On Thu, Mar 19, 2026, Dave Hansen wrote:
> On 3/18/26 17:57, Yan Zhao wrote:
> > Remove the completely unnecessary assumption that memory mapped into a TDX
> > guest is backed by refcounted struct page memory. From KVM's point of view,
> > TDH_MEM_PAGE_ADD and TDH_MEM_PAGE_AUG are glorified writes to PTEs, so they
> > have no business placing requirements on how KVM and guest_memfd manage
> > memory.
> 
> I think this goes a bit too far.
> 
> It's one thing to say that it's more convenient for KVM to stick with
> pfns because it's what KVM uses now. Or, that the goals of using 'struct
> page' can be accomplished other ways. It's quite another to say what
> other bits of the codebase have "business" doing.
> 
> Sean, can we tone this down a _bit_ to help guide folks in the future?

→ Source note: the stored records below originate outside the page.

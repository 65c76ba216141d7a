//! Error handling for the updater.
//!
//! Failures are modelled as a single [`UpdaterError`] enum carried inside
//! [`anyhow::Error`], so callers can attach context with `.context(...)` and
//! the binary can still recover the typed error at the top level.
//!
//! # Error Types
//!
//! - [`UpdaterError`] - Enum of every failure the updater reports
//! - [`ErrorContext`] - Wrapper that adds user-friendly messages and suggestions
//!
//! # Example
//!
//! ```rust,no_run
//! use app_updater::core::{UpdaterError, user_friendly_error};
//!
//! let error = anyhow::Error::new(UpdaterError::RemoteVersionUnavailable {
//!     url: "https://example.com/VERSION".to_string(),
//! });
//! user_friendly_error(error).display();
//! ```

use colored::Colorize;
use std::fmt;
use thiserror::Error;

/// Every failure the updater can report.
///
/// Only [`UpdaterError::RemoteVersionUnavailable`] is produced deliberately as a
/// controlled outcome; the other variants abort a run that is already past the
/// version check.
#[derive(Error, Debug, Clone)]
pub enum UpdaterError {
    /// The remote version marker could not be fetched.
    #[error("Cannot get remote version from {url}")]
    RemoteVersionUnavailable {
        /// Version endpoint that was queried.
        url: String,
    },

    /// The archive download failed or returned an error status.
    #[error("Failed to download archive from {url}: {reason}")]
    DownloadFailed {
        /// Archive endpoint.
        url: String,
        /// Transport or status error.
        reason: String,
    },

    /// The downloaded file is not a readable zip archive.
    #[error("Invalid archive {path}: {reason}")]
    InvalidArchive {
        /// Location of the downloaded archive.
        path: String,
        /// Parser error.
        reason: String,
    },

    /// An archive entry would be written outside the installation root.
    #[error("Archive entry escapes the installation root: {entry}")]
    UnsafeArchiveEntry {
        /// Full entry name as stored in the archive.
        entry: String,
    },

    /// Swapping a staged tree into place failed.
    #[error("Failed to swap {staged} into {root}")]
    SwapFailed {
        /// Installation root.
        root: String,
        /// Staged tree that was to replace it.
        staged: String,
    },

    /// The updated application could not be started.
    #[error("Failed to launch {program}: {reason}")]
    LaunchFailed {
        /// Program handed to the interpreter.
        program: String,
        /// Spawn error.
        reason: String,
    },

    /// The configuration file is invalid.
    #[error("Configuration error: {message}")]
    ConfigError {
        /// What is wrong.
        message: String,
    },

    /// A filesystem operation failed.
    #[error("File system error: {operation} ({path})")]
    FileSystemError {
        /// Operation that failed.
        operation: String,
        /// Path involved.
        path: String,
    },

    /// Anything else.
    #[error("{message}")]
    Other {
        /// Message shown to the user.
        message: String,
    },
}

/// An [`UpdaterError`] with an optional suggestion and extra details.
#[derive(Debug)]
pub struct ErrorContext {
    /// The underlying error.
    pub error: UpdaterError,
    /// What the user can do about it.
    pub suggestion: Option<String>,
    /// Additional explanation.
    pub details: Option<String>,
}

impl ErrorContext {
    /// Wrap an error without suggestion or details.
    #[must_use]
    pub const fn new(error: UpdaterError) -> Self {
        Self {
            error,
            suggestion: None,
            details: None,
        }
    }

    /// Attach a suggestion.
    pub fn with_suggestion(mut self, suggestion: impl Into<String>) -> Self {
        self.suggestion = Some(suggestion.into());
        self
    }

    /// Attach details.
    pub fn with_details(mut self, details: impl Into<String>) -> Self {
        self.details = Some(details.into());
        self
    }

    /// Print the error, details, and suggestion to stderr.
    pub fn display(&self) {
        eprintln!("{}: {}", "error".red().bold(), self.error);

        if let Some(details) = &self.details {
            eprintln!("{}: {}", "details".yellow(), details);
        }

        if let Some(suggestion) = &self.suggestion {
            eprintln!("{}: {}", "suggestion".green(), suggestion);
        }
    }
}

impl fmt::Display for ErrorContext {
    fn fmt(&self, f: &mut fmt::Formatter<'_>) -> fmt::Result {
        write!(f, "{}", self.error)?;

        if let Some(details) = &self.details {
            write!(f, "\nDetails: {details}")?;
        }

        if let Some(suggestion) = &self.suggestion {
            write!(f, "\nSuggestion: {suggestion}")?;
        }

        Ok(())
    }
}

impl std::error::Error for ErrorContext {}

/// Convert any error into an [`ErrorContext`] suitable for display.
///
/// Typed [`UpdaterError`]s anywhere in the chain get a tailored suggestion.
/// Other errors are reported with their full cause chain.
#[must_use]
pub fn user_friendly_error(error: anyhow::Error) -> ErrorContext {
    let typed = error
        .downcast_ref::<UpdaterError>()
        .or_else(|| error.chain().find_map(|e| e.downcast_ref::<UpdaterError>()));
    if let Some(updater_error) = typed {
        return create_error_context(updater_error.clone());
    }

    let permission_denied = error
        .chain()
        .filter_map(|e| e.downcast_ref::<std::io::Error>())
        .any(|e| e.kind() == std::io::ErrorKind::PermissionDenied);
    if permission_denied {
        return ErrorContext::new(UpdaterError::FileSystemError {
            operation: "permission denied".to_string(),
            path: error.to_string(),
        })
        .with_details(format_chain(&error))
        .with_suggestion("Run the updater as a user that owns the installation root");
    }

    ErrorContext::new(UpdaterError::Other {
        message: format_chain(&error),
    })
}

/// The error followed by a numbered "Caused by" list.
fn format_chain(error: &anyhow::Error) -> String {
    let mut message = error.to_string();
    let chain: Vec<String> =
        error.chain().skip(1).map(std::string::ToString::to_string).collect();

    if !chain.is_empty() {
        message.push_str("\n\nCaused by:");
        for (i, cause) in chain.iter().enumerate() {
            message.push_str(&format!("\n  {}: {}", i + 1, cause));
        }
    }
    message
}

fn create_error_context(error: UpdaterError) -> ErrorContext {
    match error {
        e @ UpdaterError::RemoteVersionUnavailable { .. } => ErrorContext::new(e)
            .with_suggestion("Check network connectivity and that the repository and branch exist")
            .with_details("Nothing was changed on disk"),

        e @ UpdaterError::DownloadFailed { .. } => ErrorContext::new(e)
            .with_suggestion("Retry later; the installation tree was not modified")
            .with_details("The archive is downloaded completely before the installation is touched"),

        e @ (UpdaterError::InvalidArchive { .. } | UpdaterError::UnsafeArchiveEntry { .. }) => {
            ErrorContext::new(e)
                .with_suggestion("Verify the archive URL points at a zip of the repository branch")
        }

        e @ UpdaterError::SwapFailed { .. } => ErrorContext::new(e)
            .with_suggestion("Move the '.previous' directory back into place by hand if the root is missing"),

        e @ UpdaterError::LaunchFailed { .. } => ErrorContext::new(e)
            .with_suggestion("Check that the interpreter exists and the entry file is present")
            .with_details("The update itself completed and the new version was recorded"),

        e @ UpdaterError::ConfigError { .. } => ErrorContext::new(e)
            .with_suggestion("Fix the configuration file or remove it to use built-in defaults"),

        e @ UpdaterError::FileSystemError { .. } => ErrorContext::new(e)
            .with_suggestion("Check permissions on the installation root"),

        e @ UpdaterError::Other { .. } => ErrorContext::new(e),
    }
}

#[cfg(test)]
mod tests {
    use super::*;
    use anyhow::Context;

    #[test]
    fn test_error_display() {
        let error = UpdaterError::RemoteVersionUnavailable {
            url: "https://example.com/VERSION".to_string(),
        };
        assert_eq!(error.to_string(), "Cannot get remote version from https://example.com/VERSION");

        let error = UpdaterError::DownloadFailed {
            url: "https://example.com/a.zip".to_string(),
            reason: "HTTP 404".to_string(),
        };
        assert!(error.to_string().contains("HTTP 404"));
    }

    #[test]
    fn test_user_friendly_error_finds_typed_error_under_context() {
        let error: anyhow::Result<()> = Err(UpdaterError::LaunchFailed {
            program: "/opt/app/app.py".to_string(),
            reason: "No such file or directory".to_string(),
        }
        .into());
        let error = error.context("Failed to relaunch application").unwrap_err();

        let ctx = user_friendly_error(error);
        assert!(matches!(ctx.error, UpdaterError::LaunchFailed { .. }));
        assert!(ctx.suggestion.is_some());
    }

    #[test]
    fn test_user_friendly_error_generic_includes_chain() {
        let error = anyhow::anyhow!("root cause").context("outer operation");
        let ctx = user_friendly_error(error);

        let rendered = ctx.to_string();
        assert!(rendered.contains("outer operation"));
        assert!(rendered.contains("Caused by:"));
        assert!(rendered.contains("root cause"));
    }

    #[test]
    fn test_permission_denied_keeps_path_context() {
        let io = std::io::Error::new(std::io::ErrorKind::PermissionDenied, "Permission denied");
        let error = anyhow::Error::new(io).context("Failed to create /opt/smartfarm/x");

        let ctx = user_friendly_error(error);
        assert!(matches!(ctx.error, UpdaterError::FileSystemError { .. }));
        assert!(ctx.error.to_string().contains("/opt/smartfarm/x"));

        let details = ctx.details.unwrap();
        assert!(details.contains("Failed to create /opt/smartfarm/x"));
        assert!(details.contains("Permission denied"));
        assert!(ctx.suggestion.is_some());
    }

    #[test]
    fn test_error_context_display_format() {
        let ctx = ErrorContext::new(UpdaterError::ConfigError {
            message: "self_file must be a plain file name".to_string(),
        })
        .with_suggestion("fix it")
        .with_details("more");

        assert_eq!(
            ctx.to_string(),
            "Configuration error: self_file must be a plain file name\nDetails: more\nSuggestion: fix it"
        );
    }
}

I strongly disagree on this one.  IMO, super low level APIs have no business
placing unnecessary requirements on callers.  Requiring that the target memory
be convertible?  A-ok because that's an actual requirement of the architecture.
Requiring or assuming anything about "struct page" or folios?  Not ok.

This isn't a convenience thing, it's a core tenent of KVM guest memory managment.
KVM's MMUs work with PFNs, full stop.  A PFN might have been acquired via GUP and
thus a refcounted struct page, but there is a hard boundary in KVM between getting
the page via GUP and installing the PFN into KVM's MMU.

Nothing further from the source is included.